Sofra tuzu, yalnızca çok çeşitli günlük yemeklerin hazırlanmasında vazgeçilmez bir özellik haline gelmekle kalmamış, aynı zamanda gıdaları korumak için yaygın ve başarılı bir şekilde kullanılmaktadır.
Doğada yaygın olarak bulunan halite her yerde bulunmaz. Genellikle bu maddenin tortuları tortularda yoğunlaşır. Belirli bir alanda halit konsantrasyonu, bu doğal kaynak bakımından zengin bölgeleri kontrol etmeye çalışanlar arasındaki rekabet için bir ön koşuldu. İnsanlık tarihinde halit taşının çok değerli olduğu ve hatta bazen yetersiz kaldığı bir dönem olmuştur.
Halit kaynağı sadece doğal tortular değildir. İnsanlar bu minerali doğal çözeltilerden çıkarmayı öğrendiler. Sofra tuzu, denizlerin ve okyanusların sularında, tuz göllerinde çözünmüş halde bulunur. Mineral adının geldiği eski Yunanca gallos teriminin bir zamanlar sadece tuz değil, aynı zamanda deniz anlamına gelmesi de karakteristiktir. "Halite" adı, 19. yüzyılın ortalarında bilime yerleşmiştir.
Antik Yunan tarihçileri, ev ihtiyaçları için tuz elde etmenin oldukça basit birkaç yolunu tanımladılar. Ancak sadece iki yüzyıl önce, bilim adamları kimyasal bileşimini doğru bir şekilde belirlediler, kristal yapısını ve karakteristik özelliklerini tanımladılar. Geçen bir buçuk yüzyıl boyunca, halitin tüketici özelliklerini artıran sofra tuzunun çıkarılması ve müteakip işlenmesi için yöntemler yelpazesi genişledi.
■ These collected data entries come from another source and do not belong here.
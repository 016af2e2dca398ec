use crate::db::migrate::{known_versions, pending_migrations};
use crate::db::pool::DbPool;
use crate::errors::AppResult;
use crate::utils::colors::{CYAN, GREEN, GREY, RESET, YELLOW};
use rusqlite::OptionalExtension;
use std::fs;

#[derive(Debug, Clone, PartialEq, Eq)]
pub struct DbStats {
    pub overrides: i64,
    pub listing_flags: i64,
    pub checklist_items: i64,
    pub checked_items: i64,
    pub log_rows: i64,
    pub last_activity: Option<String>,
}

fn count(pool: &DbPool, sql: &str) -> AppResult<i64> {
    Ok(pool.conn.query_row(sql, [], |row| row.get(0))?)
}

pub fn collect_stats(pool: &DbPool) -> AppResult<DbStats> {
    Ok(DbStats {
        overrides: count(pool, "SELECT COUNT(*) FROM category_overrides")?,
        listing_flags: count(pool, "SELECT COUNT(*) FROM listing_flags")?,
        checklist_items: count(pool, "SELECT COUNT(*) FROM checklist_items")?,
        checked_items: count(pool, "SELECT COUNT(*) FROM checklist_items WHERE checked = 1")?,
        log_rows: count(pool, "SELECT COUNT(*) FROM log")?,
        last_activity: pool
            .conn
            .query_row(
                "SELECT date FROM log WHERE operation <> 'migration_applied'
                 ORDER BY id DESC LIMIT 1",
                [],
                |row| row.get(0),
            )
            .optional()?,
    })
}

pub fn print_db_info(pool: &mut DbPool, db_path: &str) -> AppResult<()> {
    println!();

    let file_size = fs::metadata(db_path).map(|m| m.len()).unwrap_or(0);
    let file_mb = (file_size as f64) / (1024.0 * 1024.0);

    println!("{}• File:{} {}{}{}", CYAN, RESET, YELLOW, db_path, RESET);
    println!("{}• Size:{} {:.2} MB", CYAN, RESET, file_mb);

    let pending = pending_migrations(&pool.conn)?;
    println!(
        "{}• Schema:{} {}/{} migrations applied",
        CYAN,
        RESET,
        known_versions().len() - pending.len(),
        known_versions().len()
    );

    let stats = collect_stats(pool)?;
    println!("{}• Category overrides:{} {}{}{}", CYAN, RESET, GREEN, stats.overrides, RESET);
    println!("{}• Listing flags:{} {}", CYAN, RESET, stats.listing_flags);
    println!(
        "{}• Checklist items:{} {} ({} checked)",
        CYAN, RESET, stats.checklist_items, stats.checked_items
    );
    println!("{}• Log rows:{} {}", CYAN, RESET, stats.log_rows);

    let last = stats
        .last_activity
        .unwrap_or_else(|| format!("{GREY}--{RESET}"));
    println!("{}• Last activity:{} {}", CYAN, RESET, last);

    println!();
    Ok(())
}
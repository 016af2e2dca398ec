//! tixdesk library root.
//! Exposes the CLI parser, the high-level run() function and the internal
//! modules (reconciliation core, scheduler, store, feed, export).

pub mod cli;
pub mod config;
pub mod core;
pub mod db;
pub mod errors;
pub mod export;
pub mod feed;
pub mod models;
pub mod ui;
pub mod utils;

use clap::Parser;
use cli::parser::{Cli, Commands};
use config::Config;
use errors::AppResult;

/// Central command dispatcher
pub fn dispatch(cli: &Cli, cfg: &Config) -> AppResult<()> {
    match &cli.command {
        Commands::Init => cli::commands::init::handle(cli),
        Commands::Config { .. } => cli::commands::config::handle(&cli.command, cfg),
        Commands::Db { .. } => cli::commands::db::handle(&cli.command, cfg),
        Commands::Log { .. } => cli::commands::log::handle(&cli.command, cfg),
        Commands::Events { .. } => cli::commands::events::handle(&cli.command, cfg),
        Commands::Reconcile { .. } => cli::commands::reconcile::handle(&cli.command, cfg),
        Commands::Sections { .. } => cli::commands::sections::handle(&cli.command, cfg),
        Commands::Override { .. } => cli::commands::overrides::handle(&cli.command, cfg),
        Commands::Listing { .. } => cli::commands::listing::handle(&cli.command, cfg),
        Commands::Checklist { .. } => cli::commands::checklist::handle(&cli.command, cfg),
        Commands::Export { .. } => cli::commands::export::handle(&cli.command, cfg),
    }
}

/// Entry point used by main.rs
pub fn run() -> AppResult<()> {
    let cli = Cli::parse();

    let mut cfg = Config::load()?;

    if let Some(custom_db) = &cli.db {
        cfg.database = custom_db.clone();
    }
    if let Some(user) = &cli.user {
        cfg.user = user.clone();
    }

    dispatch(&cli, &cfg)
}
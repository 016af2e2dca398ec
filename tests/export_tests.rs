use predicates::str::contains;
use serde_json::Value;
use std::fs;

mod common;
use common::TestEnv;

#[test]
fn export_csv_writes_category_and_section_rows() {
    let env = TestEnv::new();
    env.init().write_sample_feed();
    let out = env.root.path().join("recon.csv");

    env.tix()
        .args(["export", "--format", "csv", "--file", out.to_str().unwrap()])
        .args(["--feed-dir", &env.feed_arg()])
        .assert()
        .success()
        .stdout(contains("CSV export completed"));

    let text = fs::read_to_string(&out).unwrap();
    let mut lines = text.lines();
    assert_eq!(
        lines.next().unwrap(),
        "event_id,event,category,section,inventory,sold,unfilled,differential"
    );
    assert!(text.contains("E1,Summer Fest,GA,,5,5,3,2"));
    assert!(text.contains("E1,Summer Fest,CONCERN,,2,0,0,"));
    assert!(text.contains("E1,Summer Fest,UNCATEGORIZED,Balcony,3,0,0,"));
    assert!(text.contains("2,Winter Gala,SHUTTLE,,6,0,0,6"));
}

#[test]
fn export_json_honours_event_filter() {
    let env = TestEnv::new();
    env.init().write_sample_feed();
    let out = env.root.path().join("recon.json");

    env.tix()
        .args(["export", "--format", "json", "--file", out.to_str().unwrap()])
        .args(["--feed-dir", &env.feed_arg(), "--event", "2"])
        .assert()
        .success();

    let rows: Value = serde_json::from_str(&fs::read_to_string(&out).unwrap()).unwrap();
    let rows = rows.as_array().unwrap();
    assert!(rows.iter().all(|r| r["event_id"] == "2"));
    let shuttle = rows.iter().find(|r| r["category"] == "SHUTTLE").unwrap();
    assert_eq!(shuttle["inventory"], 6);
    assert_eq!(shuttle["differential"], 6);
    let concern = rows.iter().find(|r| r["category"] == "CONCERN").unwrap();
    assert!(concern["differential"].is_null());
}

#[test]
fn existing_file_needs_confirmation_or_force() {
    let env = TestEnv::new();
    env.init().write_sample_feed();
    let out = env.root.path().join("keep.csv");
    fs::write(&out, "keep me").unwrap();
    let file = out.to_str().unwrap().to_string();

    env.tix()
        .args(["export", "--file", &file, "--feed-dir", &env.feed_arg()])
        .write_stdin("n\n")
        .assert()
        .failure()
        .stderr(contains("Export cancelled"));
    assert_eq!(fs::read_to_string(&out).unwrap(), "keep me");

    env.tix()
        .args(["export", "--file", &file, "--feed-dir", &env.feed_arg(), "--force"])
        .assert()
        .success();
    assert!(fs::read_to_string(&out).unwrap().starts_with("event_id,"));
}

#[test]
fn relative_export_path_is_rejected() {
    let env = TestEnv::new();
    env.init().write_sample_feed();

    env.tix()
        .args(["export", "--file", "recon.csv", "--feed-dir", &env.feed_arg()])
        .assert()
        .failure()
        .stderr(contains("must be absolute"));
}

#[test]
fn export_is_logged() {
    let env = TestEnv::new();
    env.init().write_sample_feed();
    let out = env.root.path().join("logged.csv");

    env.tix()
        .args(["export", "--file", out.to_str().unwrap(), "--feed-dir", &env.feed_arg()])
        .assert()
        .success();
    env.tix()
        .args(["log", "--print"])
        .assert()
        .success()
        .stdout(contains("export"));
}
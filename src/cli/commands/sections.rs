use crate::cli::parser::Commands;
use crate::config::Config;
use crate::core::dashboard::DashboardLogic;
use crate::db::pool::DbPool;
use crate::errors::AppResult;

pub fn handle(cmd: &Commands, cfg: &Config) -> AppResult<()> {
    if let Commands::Sections { feed } = cmd {
        let pool = DbPool::open_initialized(&cfg.database)?;
        let (bundle, overrides) = DashboardLogic::load_for_user(
            cfg,
            &pool.conn,
            feed.feed_dir.as_deref(),
            &feed.events,
        )?;
        DashboardLogic::print_sections(&bundle, &overrides);
    }
    Ok(())
}
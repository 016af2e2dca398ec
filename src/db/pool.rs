//! SQLite connection wrapper (lightweight for CLI usage).

use crate::db::initialize::init_db;
use crate::errors::AppResult;
use rusqlite::Connection;
use std::path::Path;

pub struct DbPool {
    pub conn: Connection,
}

impl DbPool {
    pub fn new(path: &str) -> AppResult<Self> {
        let conn = Connection::open(Path::new(path))?;
        conn.pragma_update(None, "foreign_keys", "ON")?;
        Ok(Self { conn })
    }

    /// Open and bring the schema up to date.
    pub fn open_initialized(path: &str) -> AppResult<Self> {
        let pool = Self::new(path)?;
        init_db(&pool.conn)?;
        Ok(pool)
    }

    /// In-memory database with the full schema, for tests and dry runs.
    pub fn in_memory() -> AppResult<Self> {
        let conn = Connection::open_in_memory()?;
        init_db(&conn)?;
        Ok(Self { conn })
    }
}
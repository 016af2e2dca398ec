use crate::cli::parser::Commands;
use crate::config::Config;
use crate::core::log::LogLogic;
use crate::db::pool::DbPool;
use crate::errors::AppResult;

pub fn handle(cmd: &Commands, cfg: &Config) -> AppResult<()> {
    if matches!(cmd, Commands::Log { print: true }) {
        let mut pool = DbPool::open_initialized(&cfg.database)?;
        LogLogic::print_log(&mut pool)?;
    }

    Ok(())
}
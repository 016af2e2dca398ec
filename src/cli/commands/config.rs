use crate::cli::parser::Commands;
use crate::config::Config;
use crate::core::config::ConfigLogic;
use crate::errors::AppResult;

/// Handle the `config` subcommand
pub fn handle(cmd: &Commands, cfg: &Config) -> AppResult<()> {
    if let Commands::Config {
        print_config,
        check,
        migrate,
        edit_config,
        editor,
    } = cmd
    {
        let path = Config::config_file();

        if *print_config {
            ConfigLogic::print(&path, cfg)?;
        }

        if *check {
            ConfigLogic::check(&path)?;
        }

        if *migrate {
            ConfigLogic::migrate(&path)?;
        }

        if *edit_config {
            ConfigLogic::edit(&path, editor)?;
        }
    }

    Ok(())
}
Halit'in en kaliteli örnekleri renksiz, şeffaf ve bir küpü andıran düzenli kristaller şeklindedir. Halit kristaline yandan bakarsanız, camınkine benzer karakteristik bir yansıma görebilirsiniz. Bununla birlikte, bazen mineral pigmentli olabilir. Bu, haliti sarımsı, gri ve hatta kahverengi renklendiren küçük doğal kapanımlarla kolaylaştırılır.
Pembemsi veya mavimsi bir renk tonu halit daha az yaygındır. Bu renkler mineralin yapısındaki kusurlardan kaynaklanmaktadır.
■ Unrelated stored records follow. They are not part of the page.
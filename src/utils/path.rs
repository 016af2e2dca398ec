//! Path utilities.

use std::path::PathBuf;

pub fn expand_tilde(path: &str) -> PathBuf {
    if path.starts_with("~/")
        && let Some(home) = dirs::home_dir()
    {
        return home.join(path.trim_start_matches("~/"));
    }
    PathBuf::from(path)
}
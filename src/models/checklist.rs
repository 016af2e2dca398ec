use chrono::{DateTime, Local};
use serde::Serialize;
use std::fmt;

/// The manual workflow tasks tracked on the daily checklist.
#[derive(Debug, Clone, Copy, PartialEq, Eq, PartialOrd, Ord, Hash, Serialize)]
pub enum ChecklistKind {
    Pricing,
    Tagging,
    Bookmarking,
    Alerting,
}

impl ChecklistKind {
    pub fn to_db_str(&self) -> &'static str {
        match self {
            ChecklistKind::Pricing => "pricing",
            ChecklistKind::Tagging => "tagging",
            ChecklistKind::Bookmarking => "bookmarking",
            ChecklistKind::Alerting => "alerting",
        }
    }

    pub fn from_db_str(s: &str) -> Option<Self> {
        match s.trim().to_lowercase().as_str() {
            "pricing" | "price" => Some(ChecklistKind::Pricing),
            "tagging" | "tag" => Some(ChecklistKind::Tagging),
            "bookmarking" | "bookmark" => Some(ChecklistKind::Bookmarking),
            "alerting" | "alert" => Some(ChecklistKind::Alerting),
            _ => None,
        }
    }

    pub fn label(&self) -> &'static str {
        match self {
            ChecklistKind::Pricing => "Pricing verification",
            ChecklistKind::Tagging => "Tagging",
            ChecklistKind::Bookmarking => "Bookmarking",
            ChecklistKind::Alerting => "Alerting",
        }
    }
}

impl fmt::Display for ChecklistKind {
    fn fmt(&self, f: &mut fmt::Formatter<'_>) -> fmt::Result {
        f.write_str(self.to_db_str())
    }
}

/// When a checked flag clears on its own.
#[derive(Debug, Clone, Copy, PartialEq, Eq, Serialize)]
pub enum ResetSchedule {
    /// Clears at `reset_hour` (local time) every day.
    Daily { reset_hour: u32 },
    /// Clears each time the next queued day offset elapses.
    Milestones,
}

impl ResetSchedule {
    pub fn to_db_str(&self) -> String {
        match self {
            ResetSchedule::Daily { reset_hour } => format!("daily:{reset_hour}"),
            ResetSchedule::Milestones => "milestones".to_string(),
        }
    }

    pub fn from_db_str(s: &str) -> Option<Self> {
        match s.split_once(':') {
            Some(("daily", hour)) => hour
                .parse::<u32>()
                .ok()
                .filter(|h| *h < 24)
                .map(|reset_hour| ResetSchedule::Daily { reset_hour }),
            None if s == "daily" => Some(ResetSchedule::Daily { reset_hour: 0 }),
            None if s == "milestones" => Some(ResetSchedule::Milestones),
            _ => None,
        }
    }
}

/// Mutable part of a tracked entity, advanced by `core::schedule::tick`.
#[derive(Debug, Clone, PartialEq, Serialize)]
pub struct ResetState {
    pub checked: bool,
    pub checked_at: Option<DateTime<Local>>,
    pub last_reset_at: DateTime<Local>,
    /// Day offsets still to fire, each measured from `last_reset_at`.
    pub next_milestone_days: Vec<u32>,
}

impl ResetState {
    pub fn new(now: DateTime<Local>, milestones: Vec<u32>) -> Self {
        Self {
            checked: false,
            checked_at: None,
            last_reset_at: now,
            next_milestone_days: milestones,
        }
    }
}

#[derive(Debug, Clone, PartialEq, Serialize)]
pub struct ChecklistItem {
    pub user: String,
    pub kind: ChecklistKind,
    /// Event id, listing id or free label the task is about.
    pub subject: String,
    pub schedule: ResetSchedule,
    pub state: ResetState,
}

impl ChecklistItem {
    pub fn key(&self) -> String {
        format!("{}:{}", self.kind, self.subject)
    }
}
Halitin en değerli özelliklerinden biri, sıcaklıktan bağımsız olarak suda mükemmel şekilde çözünmesidir. Bu özellik sofra tuzunu diğer benzer bileşiklerden ayırır ve maddenin doğal tuzlu sulardan kristalleşmesi sırasında halitin diğer tuzlardan ayrılmasını sağlar. Acı bir tada sahip olmayan karakteristik tuzlu tat, memeliler için bir tür indikatör görevi görür ve yiyeceklerde sodyum klorürün varlığına işaret eder. Bu mineral, metabolizmanın bozulabileceği vücuttaki tuz dengesini düzenlemede önemli bir işlevi yerine getirdiği için diyette vazgeçilmezdir.